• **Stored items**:

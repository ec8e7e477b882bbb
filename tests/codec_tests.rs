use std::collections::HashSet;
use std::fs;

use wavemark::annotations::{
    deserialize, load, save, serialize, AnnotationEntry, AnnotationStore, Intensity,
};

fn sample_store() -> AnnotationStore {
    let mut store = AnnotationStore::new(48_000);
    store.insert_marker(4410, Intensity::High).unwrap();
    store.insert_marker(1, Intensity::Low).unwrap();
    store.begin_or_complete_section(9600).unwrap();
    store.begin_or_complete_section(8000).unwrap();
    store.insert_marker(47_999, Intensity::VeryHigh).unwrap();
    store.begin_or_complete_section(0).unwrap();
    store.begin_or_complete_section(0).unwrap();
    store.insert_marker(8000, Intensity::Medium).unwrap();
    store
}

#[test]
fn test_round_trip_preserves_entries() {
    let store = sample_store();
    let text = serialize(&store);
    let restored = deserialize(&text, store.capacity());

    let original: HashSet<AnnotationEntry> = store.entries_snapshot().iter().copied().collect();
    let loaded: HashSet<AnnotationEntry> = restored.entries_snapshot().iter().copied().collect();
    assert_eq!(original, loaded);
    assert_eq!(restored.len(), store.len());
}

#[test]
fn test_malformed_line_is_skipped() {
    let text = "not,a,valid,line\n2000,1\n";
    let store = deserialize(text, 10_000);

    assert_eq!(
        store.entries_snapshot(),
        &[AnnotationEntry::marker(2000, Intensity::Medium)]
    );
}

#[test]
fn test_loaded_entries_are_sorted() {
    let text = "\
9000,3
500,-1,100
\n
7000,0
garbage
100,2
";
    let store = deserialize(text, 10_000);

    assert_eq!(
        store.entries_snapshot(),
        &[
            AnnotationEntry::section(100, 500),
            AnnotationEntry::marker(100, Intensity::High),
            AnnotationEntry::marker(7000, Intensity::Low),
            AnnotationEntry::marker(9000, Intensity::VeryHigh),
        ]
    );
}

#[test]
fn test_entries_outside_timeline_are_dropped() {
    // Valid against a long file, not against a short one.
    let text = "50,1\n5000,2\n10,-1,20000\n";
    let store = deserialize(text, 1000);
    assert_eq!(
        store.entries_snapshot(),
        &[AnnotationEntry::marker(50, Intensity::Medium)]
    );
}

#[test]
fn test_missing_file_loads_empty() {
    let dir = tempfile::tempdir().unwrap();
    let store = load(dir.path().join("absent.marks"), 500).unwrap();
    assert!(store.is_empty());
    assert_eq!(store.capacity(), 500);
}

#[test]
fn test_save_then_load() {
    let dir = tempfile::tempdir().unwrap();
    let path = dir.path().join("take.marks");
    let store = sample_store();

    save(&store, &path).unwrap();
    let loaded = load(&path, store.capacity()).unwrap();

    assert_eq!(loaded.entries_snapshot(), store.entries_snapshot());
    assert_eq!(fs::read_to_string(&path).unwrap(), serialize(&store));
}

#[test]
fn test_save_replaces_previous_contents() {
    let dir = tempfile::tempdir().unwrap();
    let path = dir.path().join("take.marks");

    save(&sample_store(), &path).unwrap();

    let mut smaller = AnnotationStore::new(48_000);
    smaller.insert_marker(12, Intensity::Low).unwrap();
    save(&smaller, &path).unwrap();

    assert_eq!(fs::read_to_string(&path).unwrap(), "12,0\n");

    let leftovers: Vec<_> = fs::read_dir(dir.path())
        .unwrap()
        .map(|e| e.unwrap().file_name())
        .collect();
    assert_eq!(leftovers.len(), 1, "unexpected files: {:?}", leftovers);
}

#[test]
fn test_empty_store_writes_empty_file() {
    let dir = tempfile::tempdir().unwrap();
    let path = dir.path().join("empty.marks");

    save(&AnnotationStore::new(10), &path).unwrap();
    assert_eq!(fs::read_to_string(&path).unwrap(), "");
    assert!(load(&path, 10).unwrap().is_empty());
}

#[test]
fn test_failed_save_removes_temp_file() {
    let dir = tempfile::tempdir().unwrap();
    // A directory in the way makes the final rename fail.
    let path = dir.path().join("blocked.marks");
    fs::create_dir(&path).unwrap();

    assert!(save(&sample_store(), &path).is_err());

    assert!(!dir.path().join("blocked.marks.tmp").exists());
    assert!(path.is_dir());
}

• **Task brief**:
Among the entries, find every line holding "text" and return it.

• **Response to the exercise**:
    let text = serialize(&store);
    let restored = deserialize(&text, store.capacity());
    let text = "not,a,valid,line\n2000,1\n";
    let store = deserialize(text, 10_000);
    let text = "\
    let store = deserialize(text, 10_000);
    let text = "50,1\n5000,2\n10,-1,20000\n";
    let store = deserialize(text, 1000);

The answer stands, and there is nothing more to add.